O mais interessante disso tudo é que alguém criou esse lema tão contagiante que contaminou a todos: a equipe, os torcedores e os não-torcedores.

Qual lema devemos criar para alcançarmos nossos desejos e transformá-los em realidade?

Qual é a sua postura em relação à vida? Você é pessimista, realista ou otimista? Sinceramente, é extremamente difícil encontrar alguém que só reclama da vida e enxerga o lado ruim em tudo que tenha vencido na vida.

Pode até existir algum pessimista que, na concepção de outras pessoas — e não na dele próprio — tenha conquistas invejáveis, mas o seu olhar direcionado não permite nem aproveitar um segundo sequer da vitória, pois tem que se preparar para o pior que certamente vai acontecer.

Será que alguém que não desfruta do êxito consegue acreditar na possibilidade de conseguir de novo? Nem preciso responder.

Os realistas são um caso à parte — acredito que muitos deles são pessimistas disfarçados. É fácil identificar alguém assim: basta perguntar o que acha de tal assunto.

Por exemplo, diga que vai sair do seu emprego para estudar para um concurso público e aguarde pela resposta. Vai ouvir frases do tipo: você vai trocar o certo pelo duvidoso? Só pode estar ficando louco! São muitos candidatos, não tem a menor chance.
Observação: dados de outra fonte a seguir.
use axum::routing::get;
use axum::Router;

use crate::handlers::catalog;
use crate::state::AppState;

pub fn router() -> Router<AppState> {
    Router::new().route("/catalog", get(catalog::list_items))
}
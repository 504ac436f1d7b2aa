//! Catalog item entity and DTOs.

use nexus_core::types::{Amount, DbId, Timestamp};
use serde::Serialize;
use sqlx::FromRow;

/// A row from the `catalog_items` table.
#[derive(Debug, Clone, FromRow, Serialize)]
#[serde(rename_all = "camelCase")]
pub struct CatalogItem {
    pub id: DbId,
    pub slug: String,
    pub name: String,
    pub price: Amount,
    pub is_active: bool,
    pub created_at: Timestamp,
    pub updated_at: Timestamp,
}

/// DTO for creating a catalog item.
#[derive(Debug)]
pub struct CreateCatalogItem {
    pub slug: String,
    pub name: String,
    pub price: Amount,
}
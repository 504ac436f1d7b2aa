//! Purchase order entity and purchase outcome.

use nexus_core::types::{Amount, DbId, Timestamp};
use serde::Serialize;
use sqlx::FromRow;

/// A row from the `orders` table.
#[derive(Debug, Clone, FromRow, Serialize)]
#[serde(rename_all = "camelCase")]
pub struct Order {
    pub id: DbId,
    pub reference: String,
    pub user_id: Option<DbId>,
    pub catalog_item_id: Option<DbId>,
    pub account_name: String,
    pub price: Amount,
    pub status: String,
    pub created_at: Timestamp,
}

/// Result of the purchase unit of work.
#[derive(Debug)]
pub enum PurchaseOutcome {
    Completed { order: Order, balance: Amount },
    InsufficientFunds { balance: Amount },
    UserNotFound,
}
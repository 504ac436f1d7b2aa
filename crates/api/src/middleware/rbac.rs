//! Admin authorization.
//!
//! Admin routes accept either a server-issued admin session token
//! (`Authorization: Bearer ...` with role `admin`) or the shared secret in
//! the `x-admin-secret` header. The secret is compared in constant time.

use axum::extract::FromRequestParts;
use axum::http::request::Parts;
use nexus_core::error::CoreError;
use nexus_core::roles::ROLE_ADMIN;
use subtle::ConstantTimeEq;

use super::auth::AuthUser;
use crate::error::AppError;
use crate::state::AppState;

/// Header carrying the shared admin secret.
pub const ADMIN_SECRET_HEADER: &str = "x-admin-secret";

/// How the admin proved their identity.
#[derive(Debug, Clone, Copy, PartialEq, Eq)]
pub enum AdminCredential {
    SessionToken,
    SharedSecret,
}

/// Requires admin credentials. Rejects with 401 when none are supplied and
/// 403 when they are wrong.
pub struct RequireAdmin(pub AdminCredential);

/// Constant-time comparison of a supplied secret with the configured one.
pub fn secret_matches(supplied: &str, expected: &str) -> bool {
    supplied.as_bytes().ct_eq(expected.as_bytes()).into()
}

impl FromRequestParts<AppState> for RequireAdmin {
    type Rejection = AppError;

    async fn from_request_parts(
        parts: &mut Parts,
        state: &AppState,
    ) -> Result<Self, Self::Rejection> {
        if let Some(supplied) = parts.headers.get(ADMIN_SECRET_HEADER) {
            let supplied = supplied.to_str().unwrap_or_default();
            if !secret_matches(supplied, &state.config.admin_secret) {
                tracing::warn!("Rejected admin request with invalid secret");
                return Err(CoreError::Forbidden("Invalid admin secret".into()).into());
            }
            return Ok(RequireAdmin(AdminCredential::SharedSecret));
        }

        if parts.headers.get("authorization").is_none() {
            return Err(CoreError::Unauthorized("Admin credentials required".into()).into());
        }

        let user = AuthUser::from_request_parts(parts, state).await?;
        if user.role != ROLE_ADMIN {
            return Err(CoreError::Forbidden("Admin role required".into()).into());
        }
        Ok(RequireAdmin(AdminCredential::SessionToken))
    }
}
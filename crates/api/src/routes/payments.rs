//! Route definitions for `/api/payments`.

use axum::routing::post;
use axum::Router;

use crate::handlers::payments;
use crate::state::AppState;

/// Routes mounted at `/api/payments`.
///
/// ```text
/// POST /create-payment  -> create_payment
/// POST /webhook         -> webhook (provider signature)
/// ```
pub fn router() -> Router<AppState> {
    Router::new()
        .route("/create-payment", post(payments::create_payment))
        .route("/webhook", post(payments::webhook))
}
E o pior: ele ainda vai se empenhar para convencê-lo de que tomou a decisão errada e deve manter sua vida como está.

Cuidado com esse tipo de pessoa — elas não acreditam nem nelas mesmas, quanto mais nos outros. Assim como o criador da campanha campeã, elas também têm um lema.

O pessimista e o realista acreditam no fracasso.

Caso tenha um sonho, fuja de quem tem fé na derrota. Corro o risco de ouvir de algum desses dois acima que quem sonha cai da cama. Não entre nessa também — antes de se transformar em meta, existia um sonho.

Tem uma música que diz: sonhar já é alguma coisa mais que não sonhar. Acredito nisso, mas para transformar isso em realidade é preciso muito trabalho, vontade, dedicação e empenho.

A união desses fatores com a fé na vitória foi o que fez o time campeão. Se você investir e acreditar, irá conseguir o que quer. Seja otimista.

Onde quer que esteja, acredite em você.

Eu acredito!

p.s: artigo publicado originalmente em dez/2013 na coluna Opinião do Jornal Estado de Minas.